The Sunday News
Peter Matika, Senior Reporter
A NUMBER of people could have lost thousands of dollars in a well-calculated pyramid scheme that was being orchestrated through WhatsApp and EcoCash.
One person has since been arrested and appeared in court in Bulawayo yesterday in connection with the scam, where people were enticed into making transactions via EcoCash.
Philip Gwitima (28) appeared before Bulawayo Magistrate Miss Ratidzo Ringisayi to answer to a charge of fraud.
He was remanded in custody to Wednesday. Gwitima was not asked to plead.
The court heard that sometime in June this year Gwitima created a WhatsApp group named Financial Breakthrough, which he administered with one Tatenda Moyo who is still at large.

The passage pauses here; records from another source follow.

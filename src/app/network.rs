const REFRESH_SIGNAL_CAPACITY: usize = 10_000;

// Small pools the profile generator combines with every user agent. The
// cartesian product gives each request an independently plausible header
// surface.
const REFERRERS: &[&str] = &[
    "https://www.google.com/",
    "https://www.bing.com/",
    "https://www.reddit.com/",
    "https://www.youtube.com/",
    "https://www.wikipedia.org/",
    "https://duckduckgo.com/",
];

const ACCEPT_LANGUAGES: &[&str] = &[
    "en-US,en;q=0.9",
    "en-US,en;q=0.9,en-CA;q=0.8",
    "en-GB,en;q=0.9,en-US;q=0.8",
    "en-US,es;q=0.8",
];

#[derive(Debug, Clone)]
struct HeaderProfile {
    headers: HeaderMap,
}

// One cookie jar shared by many readers; the refresher task is the only
// writer and swaps the whole jar on a successful refresh.
struct CookieSession {
    jar: RwLock<Arc<Jar>>,
    refresh_tx: mpsc::Sender<()>,
}

impl CookieSession {
    fn jar(&self) -> Arc<Jar> {
        self.jar.read().unwrap().clone()
    }

    fn replace_jar(&self, jar: Arc<Jar>) {
        *self.jar.write().unwrap() = jar;
    }

    // Non-blocking: a full channel means the refresher already has work
    // queued that subsumes this request.
    fn signal_refresh(&self) {
        let _ = self.refresh_tx.try_send(());
    }
}

// Initialized once at startup, read-only afterwards.
struct HttpPools {
    proxies: Vec<Url>,
    profiles: Vec<HeaderProfile>,
    sessions: Vec<Arc<CookieSession>>,
}

impl HttpPools {
    fn init(
        proxies: Vec<Url>,
        user_agents: &[String],
        sessions_amount: u16,
    ) -> (HttpPools, Vec<mpsc::Receiver<()>>) {
        let mut sessions = Vec::with_capacity(usize::from(sessions_amount));
        let mut refresh_rxs = Vec::with_capacity(usize::from(sessions_amount));
        for _ in 0..sessions_amount {
            let (refresh_tx, refresh_rx) = mpsc::channel(REFRESH_SIGNAL_CAPACITY);
            sessions.push(Arc::new(CookieSession {
                jar: RwLock::new(Arc::new(Jar::default())),
                refresh_tx,
            }));
            refresh_rxs.push(refresh_rx);
        }

        let pools = HttpPools {
            proxies,
            profiles: generate_profiles(user_agents),
            sessions,
        };
        (pools, refresh_rxs)
    }

    fn pick_proxy(&self, rng: &mut SmallRng) -> Option<&Url> {
        self.proxies.choose(rng)
    }

    // The two pickers below are not bounds-checked: init is handed validated,
    // non-empty asset lists.
    fn pick_profile(&self, rng: &mut SmallRng) -> &HeaderProfile {
        &self.profiles[rng.gen_range(0..self.profiles.len())]
    }

    fn pick_session(&self, rng: &mut SmallRng) -> &Arc<CookieSession> {
        &self.sessions[rng.gen_range(0..self.sessions.len())]
    }
}

fn generate_profiles(user_agents: &[String]) -> Vec<HeaderProfile> {
    let mut profiles = Vec::new();

    for user_agent in user_agents {
        let Ok(user_agent_value) = HeaderValue::from_str(user_agent) else {
            warn!("skipping user agent with non-header characters: {user_agent:?}");
            continue;
        };

        for &referrer in REFERRERS {
            for &accept_language in ACCEPT_LANGUAGES {
                let mut headers = HeaderMap::new();
                headers.insert(USER_AGENT, user_agent_value.clone());
                headers.insert(REFERER, HeaderValue::from_static(referrer));
                headers.insert(ACCEPT_LANGUAGE, HeaderValue::from_static(accept_language));
                headers.insert(
                    ACCEPT,
                    HeaderValue::from_static("application/json, text/plain, */*"),
                );
                headers.insert(CACHE_CONTROL, HeaderValue::from_static("max-age=0"));
                headers.insert(
                    HeaderName::from_static("sec-fetch-site"),
                    HeaderValue::from_static("none"),
                );
                headers.insert(
                    HeaderName::from_static("sec-fetch-mode"),
                    HeaderValue::from_static("navigate"),
                );
                headers.insert(
                    HeaderName::from_static("sec-fetch-dest"),
                    HeaderValue::from_static("document"),
                );
                headers.insert(
                    HeaderName::from_static("upgrade-insecure-requests"),
                    HeaderValue::from_static("1"),
                );
                profiles.push(HeaderProfile { headers });
            }
        }
    }

    profiles
}

// One client per request: proxy and header profile are sampled independently
// for every call, so transports are never shared across requests.
fn build_client(
    pools: &HttpPools,
    jar: Arc<Jar>,
    timeout_seconds: u64,
    rng: &mut SmallRng,
) -> Result<Client, FetchError> {
    let profile = pools.pick_profile(rng);
    let mut builder = Client::builder()
        .timeout(Duration::from_secs(timeout_seconds))
        .default_headers(profile.headers.clone())
        .cookie_provider(jar);

    if let Some(proxy) = pools.pick_proxy(rng) {
        builder = builder.proxy(Proxy::all(proxy.as_str())?);
    }

    Ok(builder.build()?)
}

async fn fetch_json(
    pools: &HttpPools,
    jar: Arc<Jar>,
    url: &str,
    timeout_seconds: u64,
    rng: &mut SmallRng,
) -> Result<Value, FetchError> {
    let client = build_client(pools, jar, timeout_seconds, rng)?;
    let response = client.get(url).send().await?;

    if response.status() != StatusCode::OK {
        return Err(infer_http_error(response.status()));
    }

    match response.json::<Value>().await {
        Ok(decoded) => Ok(decoded),
        // a 200 whose body is not the expected JSON means the origin changed
        // its schema; continuing would forward meaningless data
        Err(err) if err.is_decode() => fatal(&format!(
            "undecodable success response from {url}: {err}"
        )),
        Err(err) => Err(err.into()),
    }
}

// The suffix coin flip happens before the request so the caller knows which
// response key set applies even when the fetch fails.
async fn fetch_item(
    cfg: &Config,
    pools: &HttpPools,
    jar: Arc<Jar>,
    item_id: i64,
    rng: &mut SmallRng,
) -> (bool, Result<Value, FetchError>) {
    let urls = &cfg.standard.urls;
    let mut url = format!("{}{}", urls.item_url, item_id);

    let suffix_appended = !urls.randomize_item_url_addition || rng.gen_range(0..2) == 1;
    if suffix_appended {
        url.push_str(&urls.item_url_after_id);
    }

    let result = fetch_json(
        pools,
        jar,
        &url,
        cfg.http.requests_timeout_seconds,
        rng,
    )
    .await;
    (suffix_appended, result)
}

async fn fetch_highest_id(
    cfg: &Config,
    pools: &HttpPools,
    jar: Arc<Jar>,
    rng: &mut SmallRng,
) -> Result<i64, FetchError> {
    let decoded = fetch_json(
        pools,
        jar,
        &cfg.standard.urls.items_url,
        cfg.http.requests_timeout_seconds,
        rng,
    )
    .await?;

    let items = decoded
        .get(&cfg.standard.items_response.items)
        .and_then(Value::as_array)
        .ok_or(FetchError::ListingShape("items field is not a list"))?;

    let mut highest: f64 = 0.0;
    for item in items {
        let item_id = item
            .get(&cfg.standard.items_response.id)
            .and_then(Value::as_f64)
            .ok_or(FetchError::ListingShape("item id is not a number"))?;
        highest = highest.max(item_id);
    }

    Ok(highest as i64)
}

// Refresh protocol: build a temporary jar carrying the currently held
// non-target cookies, GET the base url through it, and only swap the session
// jar in when every target cookie name showed up in the response.
async fn fetch_cookie(
    cfg: &Config,
    pools: &HttpPools,
    session: &CookieSession,
    rng: &mut SmallRng,
) -> Result<(), FetchError> {
    let base = Url::parse(&cfg.standard.urls.base_url)?;
    let target_names = &cfg.standard.session_cookie_names;

    let tmp_jar = Arc::new(Jar::default());
    for pair in cookie_pairs(session.jar().cookies(&base)) {
        let name = pair.split_once('=').map(|(name, _)| name).unwrap_or(&pair);
        if !target_names.iter().any(|target| target == name) {
            tmp_jar.add_cookie_str(&pair, &base);
        }
    }

    let client = build_client(
        pools,
        tmp_jar.clone(),
        cfg.http.requests_timeout_seconds,
        rng,
    )?;
    let response = client.get(base.clone()).send().await?;
    if response.status() != StatusCode::OK {
        return Err(infer_http_error(response.status()));
    }
    drop(response);

    let refreshed_names = cookie_pairs(tmp_jar.cookies(&base))
        .into_iter()
        .map(|pair| {
            pair.split_once('=')
                .map(|(name, _)| name.to_string())
                .unwrap_or(pair)
        })
        .collect::<HashSet<_>>();

    let missing = target_names
        .iter()
        .filter(|target| !refreshed_names.contains(*target))
        .count();
    if missing > 0 {
        return Err(FetchError::MissingTargetCookies { missing });
    }

    session.replace_jar(tmp_jar);
    Ok(())
}

fn cookie_pairs(header: Option<HeaderValue>) -> Vec<String> {
    let Some(header) = header else {
        return Vec::new();
    };
    let Ok(raw) = header.to_str() else {
        return Vec::new();
    };
    raw.split("; ").map(str::to_string).collect()
}

#[cfg(test)]
mod network_tests {
    use super::*;
    use pretty_assertions::assert_eq;
    use wiremock::matchers::{method, path, query_param};
    use wiremock::{Mock, MockServer, ResponseTemplate};

    fn test_pools() -> (Arc<HttpPools>, Vec<mpsc::Receiver<()>>) {
        let (pools, refresh_rxs) =
            HttpPools::init(Vec::new(), &["test-agent/1.0".to_string()], 1);
        (Arc::new(pools), refresh_rxs)
    }

    fn test_rng() -> SmallRng {
        SmallRng::seed_from_u64(7)
    }

    #[test]
    fn profiles_cover_the_header_pools() {
        let profiles = generate_profiles(&["agent-a".to_string(), "agent-b".to_string()]);
        assert_eq!(profiles.len(), 2 * REFERRERS.len() * ACCEPT_LANGUAGES.len());
        assert!(
            profiles
                .iter()
                .all(|profile| profile.headers.contains_key(USER_AGENT))
        );
    }

    #[tokio::test]
    async fn fetch_item_appends_the_suffix_when_randomization_is_off() {
        let server = MockServer::start().await;
        Mock::given(method("GET"))
            .and(path("/item/42"))
            .and(query_param("full", "1"))
            .respond_with(ResponseTemplate::new(200).set_body_json(serde_json::json!({
                "post": { "created_at": "2024-05-01 10:00:00" }
            })))
            .expect(1)
            .mount(&server)
            .await;

        let cfg = test_config(&server.uri());
        let (pools, _refresh_rxs) = test_pools();
        let mut rng = test_rng();

        let jar = pools.pick_session(&mut rng).jar();
        let (suffix_appended, result) = fetch_item(&cfg, &pools, jar, 42, &mut rng).await;
        assert!(suffix_appended);
        assert!(result.is_ok());
    }

    #[tokio::test]
    async fn fetch_json_classifies_http_statuses() {
        let server = MockServer::start().await;
        for (route, status) in [
            ("/s401", 401),
            ("/s404", 404),
            ("/s429", 429),
            ("/s500", 500),
        ] {
            Mock::given(method("GET"))
                .and(path(route))
                .respond_with(ResponseTemplate::new(status))
                .mount(&server)
                .await;
        }

        let (pools, _refresh_rxs) = test_pools();
        let mut rng = test_rng();
        let jar = pools.pick_session(&mut rng).jar();

        let mut classified = Vec::new();
        for route in ["/s401", "/s404", "/s429", "/s500"] {
            let url = format!("{}{route}", server.uri());
            classified.push(
                fetch_json(&pools, jar.clone(), &url, 5, &mut rng)
                    .await
                    .unwrap_err(),
            );
        }

        assert!(matches!(classified[0], FetchError::Unauthorized));
        assert!(matches!(classified[1], FetchError::NotFound));
        assert!(matches!(classified[2], FetchError::RateLimit));
        assert!(matches!(classified[3], FetchError::UnexpectedStatus(500)));
    }

    #[tokio::test]
    async fn fetch_highest_id_takes_the_listing_maximum() {
        let server = MockServer::start().await;
        Mock::given(method("GET"))
            .and(path("/items"))
            .respond_with(ResponseTemplate::new(200).set_body_json(serde_json::json!({
                "items": [{ "id": 3 }, { "id": 9 }, { "id": 4 }]
            })))
            .mount(&server)
            .await;

        let cfg = test_config(&server.uri());
        let (pools, _refresh_rxs) = test_pools();
        let mut rng = test_rng();
        let jar = pools.pick_session(&mut rng).jar();

        let highest = fetch_highest_id(&cfg, &pools, jar, &mut rng).await.unwrap();
        assert_eq!(highest, 9);
    }

    #[tokio::test]
    async fn fetch_highest_id_rejects_a_malformed_listing() {
        let server = MockServer::start().await;
        Mock::given(method("GET"))
            .and(path("/items"))
            .respond_with(
                ResponseTemplate::new(200)
                    .set_body_json(serde_json::json!({ "items": "not-a-list" })),
            )
            .mount(&server)
            .await;

        let cfg = test_config(&server.uri());
        let (pools, _refresh_rxs) = test_pools();
        let mut rng = test_rng();
        let jar = pools.pick_session(&mut rng).jar();

        assert!(matches!(
            fetch_highest_id(&cfg, &pools, jar, &mut rng).await,
            Err(FetchError::ListingShape(_))
        ));
    }

    #[tokio::test]
    async fn cookie_refresh_swaps_the_jar_when_targets_arrive() {
        let server = MockServer::start().await;
        Mock::given(method("GET"))
            .and(path("/"))
            .respond_with(
                ResponseTemplate::new(200).insert_header("set-cookie", "sess=fresh; Path=/"),
            )
            .mount(&server)
            .await;

        let cfg = test_config(&server.uri());
        let (pools, _refresh_rxs) = test_pools();
        let mut rng = test_rng();
        let session = pools.pick_session(&mut rng).clone();

        // a held non-target cookie must survive the refresh
        let base = Url::parse(&cfg.standard.urls.base_url).unwrap();
        session.jar().add_cookie_str("other=kept", &base);

        fetch_cookie(&cfg, &pools, &session, &mut rng).await.unwrap();

        let pairs = cookie_pairs(session.jar().cookies(&base));
        assert!(pairs.iter().any(|pair| pair == "sess=fresh"));
        assert!(pairs.iter().any(|pair| pair == "other=kept"));
    }

    #[tokio::test]
    async fn cookie_refresh_fails_without_the_target_cookies() {
        let server = MockServer::start().await;
        Mock::given(method("GET"))
            .and(path("/"))
            .respond_with(
                ResponseTemplate::new(200).insert_header("set-cookie", "unrelated=1; Path=/"),
            )
            .mount(&server)
            .await;

        let cfg = test_config(&server.uri());
        let (pools, _refresh_rxs) = test_pools();
        let mut rng = test_rng();
        let session = pools.pick_session(&mut rng).clone();

        assert!(matches!(
            fetch_cookie(&cfg, &pools, &session, &mut rng).await,
            Err(FetchError::MissingTargetCookies { missing: 1 })
        ));

        // the session jar was not swapped
        let base = Url::parse(&cfg.standard.urls.base_url).unwrap();
        assert!(cookie_pairs(session.jar().cookies(&base)).is_empty());
    }
}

They supplied numbers to members of the group, where they told them to deposit money, which would be paid back with interest.
Six people made transactions amounting to $7 746 in varied amounts.
Information supplied to some of those who were allegedly duped showed that people were enticed to deposit money ranging from $50 to $5 000. They were promised that the money will accrue a five percent interest.
The money was said to be invested in a Harare registered company named Destiny Investments.
The company was reportedly established in 2016, according to its profile, which claimed to be earning profits through buying and selling stocks and shares, while investing in income generating projects such as mining and farming.
To join, according to the profile one was required to invest a minimum of $50 through EcoCash with the maximum being $5 000.
“. . . NB please confirm investment line first before investing. Minimum investment per day $50, maximum $5 000 per day. (2) Choose profit plan from the above stated,” read a brief from the company profile.
The scam stated that investors would be added to a WhatsApp group once transactions were confirmed and investors would have the opportunity to chat with other investors to discuss various business opportunities.
Investors were led to believe that their monies would be doubled, depending on the period.
The people were led to believe that if they referred someone to the company they would earn a five percent payout on their investment, with bonuses being paid out every Monday, Wednesday and Friday.
“Refer someone and get a referral bonus of five percent of their investment. Bonuses are awarded Monday, Wednesday and Friday only end of day so claim your bonus on these days after 12pm,” read part of the scheme.
This is one of many pyramid schemes to collapse since the infamous Geozing pyramid scheme of 2015.